In Style: The likely new dress (with buttons all the way down the front)

Delhi: Never before has the loss of a shirt raised such a storm. Just weeks after filing a writ petition against a proposed change in their uniform, members of the Military Nursing Services (MNS) are preparing for another fight. The point of contention: a recent order asking them to switch from wearing an olive green shirt and trousers with a white lab coat-a uniform introduced just last year-to olive green trousers with just a "nursing officers coat" to be "worn on the inner (sic) without shirt". "How can they expect women to dress in this fashion?" asks Devendra Singh, advocate for the petitioners. Even as the Delhi High Court ruled that the nurses should approach the appropriate internal redressal forum, the army inexplicably withdrew the order. Equally inexplicably, a new order issued last week appears to repeat the instructions that were disputed in the first place. While sources in the forces claim that nurses in olive green were indistinguishable from doctors, MNS officers point out that "MNS" was inscribed on their lab coats. They allege a"conspiracy by a male-dominated set-up to keep our 3,000-plus, females-only unit in a subordinate position". Clearly, this battle isn't over yet.

SIGNPOSTS
RESIGNED

From the Nationalist Congress Party, D.N. Dwivedi, party spokesperson and general secretary. He will rejoin the Congress. The NCP has become an NDA associate, he says.

AWARDED
To Devendra Satyarthi, the Hindi Sahitya Sadhna Samman, for his contribution to Hindi literature.
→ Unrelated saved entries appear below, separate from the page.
//! Mouth geometry in normalized playfield coordinates
//!
//! The frontend measures the hippo's bounding box every frame and hands it in
//! as a pure query; nothing here is cached across ticks. The eat zone is the
//! upper half of that box (the mouth, not the whole body) and the exact same
//! predicate is used by the motion integrator and the eat resolver, so
//! "reachable" and "actually eaten" always agree.

use glam::Vec2;
use serde::{Deserialize, Serialize};

/// The hippo's bounding box on the 0-100 playfield
#[derive(Debug, Clone, Copy, PartialEq, Serialize, Deserialize)]
pub struct MouthRect {
    pub left: f32,
    pub right: f32,
    pub top: f32,
    pub bottom: f32,
}

impl MouthRect {
    pub fn new(left: f32, right: f32, top: f32, bottom: f32) -> Self {
        Self {
            left,
            right,
            top,
            bottom,
        }
    }

    pub fn width(&self) -> f32 {
        self.right - self.left
    }

    pub fn height(&self) -> f32 {
        self.bottom - self.top
    }

    pub fn center(&self) -> Vec2 {
        Vec2::new(
            (self.left + self.right) / 2.0,
            (self.top + self.bottom) / 2.0,
        )
    }

    /// A zero-size box, as measured before the frontend layout settles.
    /// Treated as "no eat zone this tick" everywhere.
    pub fn is_degenerate(&self) -> bool {
        self.width() <= 0.0 || self.height() <= 0.0
    }

    /// Whether a point is inside the eat zone: within the horizontal bounds
    /// and the upper half of the vertical bounds.
    pub fn eat_zone_contains(&self, p: Vec2) -> bool {
        if self.is_degenerate() {
            return false;
        }
        p.x > self.left
            && p.x < self.right
            && p.y > self.top
            && p.y < self.top + self.height() / 2.0
    }
}
use std::collections::HashMap;
use std::sync::atomic::{AtomicBool, AtomicUsize, Ordering};
use std::sync::Arc;
use std::time::{Duration, Instant};

use behavior_tree_core::*;

struct Counting {
    result: NodeStatus,
    ticks: Arc<AtomicUsize>,
}

impl BehaviorNode for Counting {
    fn node_type(&self) -> NodeType {
        NodeType::Action
    }

    fn tick(&mut self, _ctx: &mut Context) -> NodeResult {
        self.ticks.fetch_add(1, Ordering::SeqCst);
        Ok(self.result)
    }
}

fn counting(result: NodeStatus) -> (TreeNode, Arc<AtomicUsize>) {
    let ticks = Arc::new(AtomicUsize::new(0));
    let node = TreeNode::new(
        "counting",
        NodeConfig::default(),
        Box::new(Counting {
            result,
            ticks: ticks.clone(),
        }),
    );
    (node, ticks)
}

#[test]
fn tree_runs_a_sequence_to_completion() -> anyhow::Result<()> {
    let bb = Blackboard::root();
    let mut root = TreeNode::new(
        "root",
        NodeConfig::new(bb.clone()),
        Box::new(SequenceNode::default()),
    );
    let config = NodeConfig::new(bb.clone()).with_output("result", "{result}");
    let write = TreeNode::new(
        "write",
        config,
        Box::new(SimpleAction::new(|ctx: &mut Context| {
            ctx.set_output("result", 42i64)?;
            Ok(NodeStatus::Success)
        })),
    );
    root.add_child(write)?;

    let mut tree = Tree::new(root);
    let status = tree.tick_while_running(Duration::from_millis(10))?;
    assert_eq!(status, NodeStatus::Success);
    assert_eq!(bb.get::<i64>("result"), Some(42));
    // the driver resets the root after completion
    assert_eq!(tree.root().status(), NodeStatus::Idle);
    Ok(())
}

#[test]
fn threaded_action_completes_and_wakes_the_driver() {
    let action = ThreadedAction::new(|_ctx: &ThreadedContext| {
        std::thread::sleep(Duration::from_millis(30));
        NodeStatus::Success
    });
    let root = TreeNode::new("work", NodeConfig::default(), Box::new(action));
    let mut tree = Tree::new(root);

    let start = Instant::now();
    let status = tree.tick_while_running(Duration::from_secs(5)).unwrap();
    assert_eq!(status, NodeStatus::Success);
    // the wake-up signal cuts the 5 second poll interval short
    assert!(start.elapsed() < Duration::from_secs(2));
}
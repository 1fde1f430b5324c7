//! The tree driver: owns the root node and the wake-up signal, and runs
//! the outer tick loop.

use std::sync::Arc;
use std::time::Duration;

use tracing::debug;

use crate::blackboard::Blackboard;
use crate::error::NodeResult;
use crate::node::TreeNode;
use crate::signal::WakeUpSignal;
use crate::NodeStatus;

/// How the driver keeps ticking after the first pass.
#[derive(Debug, PartialEq, Eq, Clone, Copy)]
pub enum TickOption {
    /// One tick, even if a wake-up is already pending.
    ExactlyOnce,
    /// One tick, then drain any pending wake-ups with immediate re-ticks.
    OnceUnlessWokenUp,
    /// Tick until the root completes, sleeping on the wake-up signal in
    /// between.
    WhileRunning,
}

/// Bookkeeping for one subtree instance: its blackboard scope stays
/// reachable for inspection after the tree is assembled.
pub struct Subtree {
    pub tree_id: String,
    pub instance_name: String,
    pub blackboard: Arc<Blackboard>,
}

pub struct Tree {
    root: TreeNode,
    subtrees: Vec<Subtree>,
    wake_up: Arc<WakeUpSignal>,
}

impl Tree {
    /// Takes ownership of an assembled root node, attaches a fresh wake-up
    /// signal to every node and assigns depth-first uids and dotted paths.
    pub fn new(root: TreeNode) -> Self {
        let mut tree = Self {
            root,
            subtrees: Vec::new(),
            wake_up: WakeUpSignal::new(),
        };
        tree.root.set_wake_up(tree.wake_up.clone());
        let mut counter = 0u16;
        assign_identity(&mut tree.root, "", &mut counter);
        tree
    }

    pub fn root(&self) -> &TreeNode {
        &self.root
    }

    pub fn root_mut(&mut self) -> &mut TreeNode {
        &mut self.root
    }

    pub fn wake_up(&self) -> Arc<WakeUpSignal> {
        self.wake_up.clone()
    }

    pub fn add_subtree(&mut self, subtree: Subtree) {
        self.subtrees.push(subtree);
    }

    pub fn subtrees(&self) -> &[Subtree] {
        &self.subtrees
    }

    /// Ticks the root once, ignoring pending wake-ups.
    pub fn tick_exactly_once(&mut self) -> NodeResult {
        self.tick_root(TickOption::ExactlyOnce, Duration::ZERO)
    }

    /// Ticks the root once, then re-ticks while wake-ups are pending.
    pub fn tick_once(&mut self) -> NodeResult {
        self.tick_root(TickOption::OnceUnlessWokenUp, Duration::ZERO)
    }

    /// Ticks until the root completes. Between `Running` ticks the driver
    /// sleeps up to `sleep` on the wake-up signal, so asynchronous leaves
    /// shorten the wait instead of being polled blindly.
    pub fn tick_while_running(&mut self, sleep: Duration) -> NodeResult {
        self.tick_root(TickOption::WhileRunning, sleep)
    }

    /// Blocks until the wake-up signal fires or `timeout` elapses.
    pub fn sleep(&self, timeout: Duration) -> bool {
        self.wake_up.wait_for(timeout)
    }

    /// Halts whatever is running and resets every node to `Idle`.
    pub fn halt_tree(&mut self) {
        debug!("halt tree");
        self.root.reset_node();
    }

    fn tick_root(&mut self, opt: TickOption, sleep: Duration) -> NodeResult {
        let mut status = NodeStatus::Idle;
        while status == NodeStatus::Idle
            || (opt == TickOption::WhileRunning && status == NodeStatus::Running)
        {
            status = self.root.execute_tick()?;

            // drain pending wake-ups with immediate re-ticks
            while opt != TickOption::ExactlyOnce
                && status == NodeStatus::Running
                && self.wake_up.wait_for(Duration::ZERO)
            {
                status = self.root.execute_tick()?;
            }

            if status.is_completed() {
                self.root.reset_status();
            }
            if status == NodeStatus::Running && !sleep.is_zero() {
                self.wake_up.wait_for(sleep);
            }
        }
        Ok(status)
    }
}

impl Drop for Tree {
    fn drop(&mut self) {
        self.root.reset_node();
    }
}

fn assign_identity(node: &mut TreeNode, prefix: &str, counter: &mut u16) {
    *counter += 1;
    let path = if prefix.is_empty() {
        node.name().to_owned()
    } else {
        format!("{}.{}", prefix, node.name())
    };
    node.config_mut().uid = *counter;
    node.config_mut().path = path.clone();
    for child in node.children_mut() {
        assign_identity(child, &path, counter);
    }
}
Satyarthi, a poet and linguist, is a Padma Shri recipient.

MISTIMED
The September 11 resignation of 88 Samajwadi Party MLAs in Uttar Pradesh. Their effort went unnoticed in the wake of terrorist attacks in the US.

HONOUR ROLL
Striking A High Note

Sitar player Shujaat Husain Khan, son and disciple of Ustad Vilayat Khan, is not a conventional musician. Yet his maverick style doesn't seem to have done him any harm: Khan was recently awarded the Rashtriya Kumar Gandharva Samman by the Madhya Pradesh Government. The award is given as a recognition of a younger musician's innovativeness, in the memory of the rebel vocalist Gandharva. Khan, who belongs to the Imdad Khani gharana, gave his first concert when he was six. Touring the world in his teens, he "played the guitar at restaurants, washed dishes in hotels" before focusing on classical music. In 1996 he made waves with his folk fusion album Lajjo Lajjo and later Sur aur Saaz.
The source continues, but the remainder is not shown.